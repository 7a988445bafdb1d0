use axum::{
    Json, Router, extract::State, http::StatusCode, response::IntoResponse, routing::post,
};
use axum_helpers::{
    ValidatedJson,
    errors::responses::{BadRequestValidationResponse, ConflictResponse, InternalServerErrorResponse},
};
use std::sync::Arc;
use utoipa::OpenApi;

use crate::error::UserResult;
use crate::models::{CreateAdmin, Role, UserResponse};
use crate::repository::UserRepository;
use crate::service::UserService;

/// OpenAPI documentation for Users API
#[derive(OpenApi)]
#[openapi(
    paths(create_admin),
    components(
        schemas(CreateAdmin, UserResponse, Role),
        responses(BadRequestValidationResponse, ConflictResponse, InternalServerErrorResponse)
    ),
    tags(
        (name = "Users", description = "Administrator provisioning")
    )
)]
pub struct ApiDoc;

/// Create the users router
pub fn router<R: UserRepository + 'static>(service: UserService<R>) -> Router {
    Router::new()
        .route("/admin", post(create_admin))
        .with_state(Arc::new(service))
}

/// Provision an administrator account
#[utoipa::path(
    post,
    path = "/admin",
    tag = "Users",
    request_body = CreateAdmin,
    responses(
        (status = 201, description = "Administrator created", body = UserResponse),
        (status = 400, response = BadRequestValidationResponse),
        (status = 409, response = ConflictResponse),
        (status = 500, response = InternalServerErrorResponse)
    )
)]
async fn create_admin<R: UserRepository>(
    State(service): State<Arc<UserService<R>>>,
    ValidatedJson(input): ValidatedJson<CreateAdmin>,
) -> UserResult<impl IntoResponse> {
    let user = service.create_admin(input).await?;
    Ok((StatusCode::CREATED, Json(user)))
}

§ What to produce:
Nothing in the records may change; output all of them exactly.

§ Task solution:
repository 7a988445bafdb1d0
use axum::{
    Json, Router, extract::State, http::StatusCode, response::IntoResponse, routing::post,
};
use axum_helpers::{
    ValidatedJson,
    errors::responses::{BadRequestValidationResponse, ConflictResponse, InternalServerErrorResponse},
};
use std::sync::Arc;
use utoipa::OpenApi;

use crate::error::UserResult;
use crate::models::{CreateAdmin, Role, UserResponse};
use crate::repository::UserRepository;
use crate::service::UserService;

/// OpenAPI documentation for Users API
#[derive(OpenApi)]
#[openapi(
    paths(create_admin),
    components(
        schemas(CreateAdmin, UserResponse, Role),
        responses(BadRequestValidationResponse, ConflictResponse, InternalServerErrorResponse)
    ),
    tags(
        (name = "Users", description = "Administrator provisioning")
    )
)]
pub struct ApiDoc;

/// Create the users router
pub fn router<R: UserRepository + 'static>(service: UserService<R>) -> Router {
    Router::new()
        .route("/admin", post(create_admin))
        .with_state(Arc::new(service))
}

/// Provision an administrator account
#[utoipa::path(
    post,
    path = "/admin",
    tag = "Users",
    request_body = CreateAdmin,
    responses(
        (status = 201, description = "Administrator created", body = UserResponse),
        (status = 400, response = BadRequestValidationResponse),
        (status = 409, response = ConflictResponse),
        (status = 500, response = InternalServerErrorResponse)
    )
)]
async fn create_admin<R: UserRepository>(
    State(service): State<Arc<UserService<R>>>,
    ValidatedJson(input): ValidatedJson<CreateAdmin>,
) -> UserResult<impl IntoResponse> {
    let user = service.create_admin(input).await?;
    Ok((StatusCode::CREATED, Json(user)))
}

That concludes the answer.